In 1956, Lynn was made part of the USW's professional staff. He was assigned as an organizer in District 6, based in Toronto and including much of Canada in its purview. In this capacity, Williams played a role in doubling the union's membership in the district over the subsequent decade. He also played a part in contract negotiations in the region.

Williams was a founding member of the New Democratic Party (NDP) in 1961, a socialist political organisation formed through the merger of the Co-operative Commonwealth Federation (CCF) and trade union activists from the Canadian Labour Congress. Williams later ran a campaign for parliament on the NDP ticket, but lost.

Williams was appointed assistant to the director of District 6 in 1965 and was himself elected director for the district in 1973. Williams' rise through the union ranks continued when in 1977 he was elected International Secretary of the USW — the number 2 post in the union's hierarchy behind International President Lloyd McBride. Following his election Williams moved to Pittsburgh with his family to take his place at union headquarters there.

===USW President===

Williams assumed the presidency following the unexpected death of Lloyd McBride in 1983.

He ran for office for the first time in his own right in March 1984 against USW Treasurer Frank McKee. The campaign was hard-fought and competitive, with McKee criticizing Williams for never having himself worked in a steel mill. This critique was not decisive, however, as less than a third of the USW's members were at that time workers in steel plants, with the majority working under USW contracts in other industries. Williams carried Canada handily and received substantial support from historically radical District 31 (Chicago) and District 15 (Upper Ohio Valley) in tallying 193,686 votes to his rival's 135,823.

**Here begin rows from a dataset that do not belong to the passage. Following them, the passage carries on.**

//! Data source and stats storage seams
//!
//! The engine never talks to a concrete database. Rebuilds read through
//! [`InteractionSource`] and the statistics aggregator writes through
//! [`StatsStore`]; deployments plug in whatever backs their catalog and
//! event log. The in-memory implementations here back tests and embedded
//! setups.

use crate::types::{
    Action, CategoryDimension, CategoryStats, InteractionEvent, Product, ProductStats,
};
use anyhow::Result;
use async_trait::async_trait;
use parking_lot::RwLock;
use std::collections::{HashMap, HashSet};

/// Read access to the product catalog and interaction event log
#[async_trait]
pub trait InteractionSource: Send + Sync {
    /// Distinct product IDs in the catalog
    async fn distinct_product_ids(&self) -> Result<Vec<u64>>;

    /// Distinct user IDs appearing in the event log
    async fn distinct_user_ids(&self) -> Result<Vec<u64>>;

    /// Full catalog
    async fn fetch_products(&self) -> Result<Vec<Product>>;

    /// Full event log
    async fn fetch_events(&self) -> Result<Vec<InteractionEvent>>;

    /// Product-ID lists grouped by user, one group per user over their whole
    /// history (default: group in memory; sources with server-side
    /// aggregation should override)
    async fn events_by_user(&self) -> Result<HashMap<u64, Vec<u64>>> {
        let events = self.fetch_events().await?;
        let mut grouped: HashMap<u64, Vec<u64>> = HashMap::new();
        for event in events {
            grouped.entry(event.user_id).or_default().push(event.product_id);
        }
        Ok(grouped)
    }
}

/// Write access for aggregated statistics
#[async_trait]
pub trait StatsStore: Send + Sync {
    /// Replace the whole per-product table with `rows`
    ///
    /// Implementations must hide the replacement from concurrent readers
    /// (swap a shadow table or use a transaction); readers should never
    /// observe the empty intermediate state.
    async fn replace_product_stats(&self, rows: Vec<ProductStats>) -> Result<()>;

    /// Insert or overwrite category rows keyed by (dimension, key)
    async fn upsert_category_stats(&self, rows: Vec<CategoryStats>) -> Result<()>;
}

fn dedup_in_order(ids: impl Iterator<Item = u64>) -> Vec<u64> {
    let mut seen = HashSet::new();
    ids.filter(|id| seen.insert(*id)).collect()
}

/// In-memory catalog and event log
#[derive(Debug, Default)]
pub struct InMemorySource {
    products: RwLock<Vec<Product>>,
    events: RwLock<Vec<InteractionEvent>>,
}

impl InMemorySource {
    pub fn new() -> Self {
        Self::default()
    }

    pub fn add_product(&self, product: Product) {
        self.products.write().push(product);
    }

    pub fn add_products(&self, products: impl IntoIterator<Item = Product>) {
        self.products.write().extend(products);
    }

    pub fn add_event(&self, event: InteractionEvent) {
        self.events.write().push(event);
    }

    /// Record an interaction stamped with the current time
    pub fn record(&self, user_id: u64, product_id: u64, action: Action) {
        self.add_event(InteractionEvent::new(user_id, product_id, action));
    }

    pub fn clear_events(&self) {
        self.events.write().clear();
    }

    pub fn event_count(&self) -> usize {
        self.events.read().len()
    }
}

#[async_trait]
impl InteractionSource for InMemorySource {
    async fn distinct_product_ids(&self) -> Result<Vec<u64>> {
        Ok(dedup_in_order(self.products.read().iter().map(|p| p.id)))
    }

    async fn distinct_user_ids(&self) -> Result<Vec<u64>> {
        Ok(dedup_in_order(self.events.read().iter().map(|e| e.user_id)))
    }

    async fn fetch_products(&self) -> Result<Vec<Product>> {
        Ok(self.products.read().clone())
    }

    async fn fetch_events(&self) -> Result<Vec<InteractionEvent>> {
        Ok(self.events.read().clone())
    }
}

/// In-memory stats tables
#[derive(Debug, Default)]
pub struct InMemoryStatsStore {
    product_rows: RwLock<Vec<ProductStats>>,
    category_rows: RwLock<HashMap<(CategoryDimension, String), CategoryStats>>,
}

impl InMemoryStatsStore {
    pub fn new() -> Self {
        Self::default()
    }

    pub fn product_stats(&self) -> Vec<ProductStats> {
        self.product_rows.read().clone()
    }

    pub fn product_stats_for(&self, product_id: u64) -> Option<ProductStats> {
        self.product_rows
            .read()
            .iter()
            .find(|row| row.product_id == product_id)
            .cloned()
    }

    pub fn category_stats(&self) -> Vec<CategoryStats> {
        self.category_rows.read().values().cloned().collect()
    }

    pub fn category_stats_for(
        &self,
        dimension: CategoryDimension,
        key: &str,
    ) -> Option<CategoryStats> {
        self.category_rows
            .read()
            .get(&(dimension, key.to_string()))
            .cloned()
    }
}

#[async_trait]
impl StatsStore for InMemoryStatsStore {
    async fn replace_product_stats(&self, rows: Vec<ProductStats>) -> Result<()> {
        // single swap under one write lock, readers never see a gap
        *self.product_rows.write() = rows;
        Ok(())
    }

    async fn upsert_category_stats(&self, rows: Vec<CategoryStats>) -> Result<()> {
        let mut table = self.category_rows.write();
        for row in rows {
            table.insert((row.dimension, row.key.clone()), row);
        }
        Ok(())
    }
}

#[cfg(test)]
mod tests {
    use super::*;
    use crate::types::MetricSummary;
    use chrono::Utc;

    fn product(id: u64) -> Product {
        Product {
            id,
            title: format!("product {id}"),
            category: "misc".to_string(),
            price: 1.0,
            color: "black".to_string(),
            material: "cotton".to_string(),
            sizes: vec![],
            brand: "acme".to_string(),
        }
    }

    fn product_row(product_id: u64, views: u64) -> ProductStats {
        ProductStats {
            product_id,
            views,
            clicks: 0,
            ctr: 0.0,
            bounce_rate: 0.0,
            engagement: views,
            unique_view_count: 1,
            unique_click_count: 0,
            last_updated: Utc::now(),
        }
    }

    #[tokio::test]
    async fn test_distinct_ids_keep_first_seen_order() {
        let source = InMemorySource::new();
        source.add_products([product(30), product(10), product(30)]);
        source.record(2, 30, Action::View);
        source.record(1, 10, Action::View);
        source.record(2, 10, Action::Click);

        assert_eq!(source.distinct_product_ids().await.unwrap(), vec![30, 10]);
        assert_eq!(source.distinct_user_ids().await.unwrap(), vec![2, 1]);
    }

    #[tokio::test]
    async fn test_default_grouping_preserves_event_order() {
        let source = InMemorySource::new();
        source.record(1, 10, Action::View);
        source.record(1, 20, Action::Click);
        source.record(2, 20, Action::View);

        let grouped = source.events_by_user().await.unwrap();
        assert_eq!(grouped[&1], vec![10, 20]);
        assert_eq!(grouped[&2], vec![20]);
    }

    #[tokio::test]
    async fn test_clear_events_keeps_the_catalog() {
        let source = InMemorySource::new();
        source.add_product(product(1));
        source.record(1, 1, Action::View);
        source.record(2, 1, Action::Click);
        assert_eq!(source.event_count(), 2);

        source.clear_events();
        assert_eq!(source.event_count(), 0);
        assert!(source.fetch_events().await.unwrap().is_empty());
        assert_eq!(source.fetch_products().await.unwrap().len(), 1);
    }

    #[tokio::test]
    async fn test_replace_product_stats_swaps_table() {
        let store = InMemoryStatsStore::new();
        store
            .replace_product_stats(vec![product_row(1, 5), product_row(2, 3)])
            .await
            .unwrap();
        assert_eq!(store.product_stats().len(), 2);

        store
            .replace_product_stats(vec![product_row(2, 9)])
            .await
            .unwrap();
        assert_eq!(store.product_stats().len(), 1);
        assert!(store.product_stats_for(1).is_none());
        assert_eq!(store.product_stats_for(2).unwrap().views, 9);
    }

    #[tokio::test]
    async fn test_upsert_category_stats_overwrites_by_key() {
        let store = InMemoryStatsStore::new();
        let summary = MetricSummary {
            mean: 0.0,
            std_dev: 0.0,
            p25: 0.0,
            p75: 0.0,
        };
        let mut row = CategoryStats {
            dimension: CategoryDimension::Color,
            key: "red".to_string(),
            product_count: 1,
            views: 4,
            clicks: 1,
            ctr: summary,
            bounce_rate: summary,
            engagement: summary,
            last_updated: Utc::now(),
        };
        store.upsert_category_stats(vec![row.clone()]).await.unwrap();

        row.views = 8;
        store.upsert_category_stats(vec![row]).await.unwrap();

        let stored = store
            .category_stats_for(CategoryDimension::Color, "red")
            .unwrap();
        assert_eq!(stored.views, 8);
        assert_eq!(store.category_stats().len(), 1);
    }
}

At the time of his assumption of leadership of the USW, the union's membership had plummeted from 1.4 million members in 1979 to barely over 600,000 as a result of economic recession and deindustrialization. In an effort to stem the tide, Williams and the USW made a series of wage and benefit concessions to the struggling North American steel industry.

He later recalled of his first days as union chief: "If you can imagine an old mattress out in the junkyard with the springs popping up, I was like a guy lying on the springs trying to hold them all down. I didn't have enough body parts."

Williams was president of the union during the steel strike of 1986, a prolonged work stoppage which had devastating consequences for the North American steel industry.

During Williams's tenure as head of the USW the union moved from collective bargaining on an industry-wide basis to negotiations through smaller and more specific bargaining units. This structural change was accompanied by an increased emphasis on profit-sharing and job security as the union's objectives in negotiations.

Williams and the USW's trading of wages and benefits for stock ownership, seats on company boards, and leveraging of employee stock holdings against hostile takeover attempts is credited with saving 25 North American steel plants from closure between 1985 and 1993.

===Later years===

Williams retired at the end of his term in 1994 and moved back home to Toronto. Even in retirement, Williams remained politically active as a leading force behind the establishment of Steelworkers’ Organization of Active Retirees (SOAR), advancing causes related to social and labour related causes. Williams was himself elected president of that organization.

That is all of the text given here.